I would definitely recommend OpenCV for "real-time" image analysis. I assume by real-time you are referring to the ability to keep up with TV frame rates (e.g., NTSC (29.97 fps) or PAL (25 fps)). Of course, as mentioned in the comments, it certainly depends on the hardware you have available as well as the image size SD (480p) vs. HD (720p or 1080p). FFmpeg certainly has its quirks, but you would be hard pressed to find a better free alternative. Its power and flexibility quite impressive; I'm sure that is one of the reasons that the OpenCV developers decided to use it as the back-end for video decoding/encoding with OpenCV.
2.
I have not seen issues with high-latency while using OpenCV for decoding. How much latency can your system have? If you need to increase performance, consider using separate threads for capture/decoding and image analysis. Since you mentioned having multi-processor systems, this should take greater advantage of your processing capabilities. I would definitely recommend using the latest Intel Core-i7 (or possibly the Xeon equivalent) architecture as this will give you the best performance available today.

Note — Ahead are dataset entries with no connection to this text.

//! Dedup key properties of the URL normalizer

use kodegen_tools_goalcrawl::utils::{normalize_url, resolve_link};
use proptest::prelude::*;

#[test]
fn equivalent_spellings_share_a_key() {
    let key = normalize_url("https://example.com/docs");
    for variant in [
        "https://example.com/docs/",
        "https://EXAMPLE.com/docs#section",
        "https://example.com:443/docs",
        "https://example.com/docs/index.html",
        "https://example.com/docs?utm_source=newsletter&utm_campaign=x",
        "https://example.com/docs/index.html/",
    ] {
        assert_eq!(normalize_url(variant), key, "{variant}");
    }
}

#[test]
fn query_parameters_are_sorted_and_kept() {
    assert_eq!(
        normalize_url("https://example.com/search?q=rust&a=1&gclid=abc"),
        "https://example.com/search?a=1&q=rust"
    );
}

#[test]
fn distinct_pages_keep_distinct_keys() {
    assert_ne!(
        normalize_url("https://example.com/a"),
        normalize_url("https://example.com/b")
    );
    assert_ne!(
        normalize_url("http://example.com/a"),
        normalize_url("https://example.com/a")
    );
    assert_ne!(
        normalize_url("https://example.com:8443/a"),
        normalize_url("https://example.com/a")
    );
}

#[test]
fn links_resolve_against_their_page() {
    assert_eq!(
        resolve_link("https://example.com/docs/intro", "../api").as_deref(),
        Some("https://example.com/api")
    );
    assert_eq!(resolve_link("https://example.com/", "#top"), None);
    assert_eq!(resolve_link("https://example.com/", "mailto:a@example.com"), None);
    assert_eq!(resolve_link("https://example.com/", "javascript:void(0)"), None);
}

proptest! {
    #[test]
    fn normalization_is_idempotent(
        host in "[a-z]{1,10}\\.(com|org|test)",
        segments in prop::collection::vec("[a-zA-Z0-9_-]{1,8}", 0..4),
        trailing in prop::sample::select(vec!["", "/", "/index.html", "/index.php/"]),
        query in prop::option::of("[a-z]{1,5}=[a-z0-9]{0,5}"),
        fragment in prop::option::of("[a-z]{1,6}"),
    ) {
        let mut url = format!("https://{host}/{}{trailing}", segments.join("/"));
        if let Some(query) = query {
            url.push('?');
            url.push_str(&query);
        }
        if let Some(fragment) = fragment {
            url.push('#');
            url.push_str(&fragment);
        }

        let once = normalize_url(&url);
        prop_assert_eq!(normalize_url(&once), once);
    }

    #[test]
    fn trailing_slash_never_changes_the_key(
        host in "[a-z]{1,10}\\.com",
        path in "[a-z]{1,8}(/[a-z]{1,8}){0,2}",
    ) {
        prop_assert_eq!(
            normalize_url(&format!("https://{host}/{path}")),
            normalize_url(&format!("https://{host}/{path}/"))
        );
    }
}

I have used OpenCV on several embedded systems, so I'm quite familiar with your desire for peak performance. I have found many times that it was unnecessary to process a full frame image (especially when trying to determine masks). I would highly recommend down-sampling the images if you are having difficultly processing your acquired video streams. This can sometimes instantly give you a 4-8X speedup (depending on your down-sample factor). Also on the performance front, I would definitely recommend using Intel's IPP. Since OpenCV was originally an Intel project, IPP and OpenCV blend very well together.
Finally, because image-processing is one of those "embarrassingly parallel" problem fields don't forget about the possibility of using GPUs as a hardware accelerator for your problems if needed. OpenCV has been doing a lot of work on this area as of late, so you should have those tools available to you if needed.
3.
I think FFmpeg would be a good starting point; most of the alternatives I can think of (Handbrake, mencoder, etc.) tend to use ffmpeg as a backend, but it looks like you could probably roll your own with IPP's Video Coding library if you wanted to.
4.
OpenCV's internal representation of colors is BGR unless you use something like cvtColor to convert it. If you would like to see a list of the pixel formats that are supported by FFmpeg, you can run
ffmpeg -pix_fmts
to see what it can input and output.
For the 4th question only:
video streams are encoded in a 422 format: YUV, YUV422, YCbCr, etc. Converting them to BGR and back (for re-encoding) eats up lots of time. So if you can write your algorithms to run on YUV you'll get an instant performance boost.
Note 1. While OpenCV natively supports BGR images, you can make it process YUV, with some care and knowledge about its internals.
By example, if you want to detect some people in the video, just take the upper half of the decoded video buffer (it contains the grayscale representation of the image) and process it.
Note 2. If you want to access the YUV image in opencv, you must use ffmpeg API directly in your app. OpenCV force the conversion from YUV to BGR in its VideoCapture API.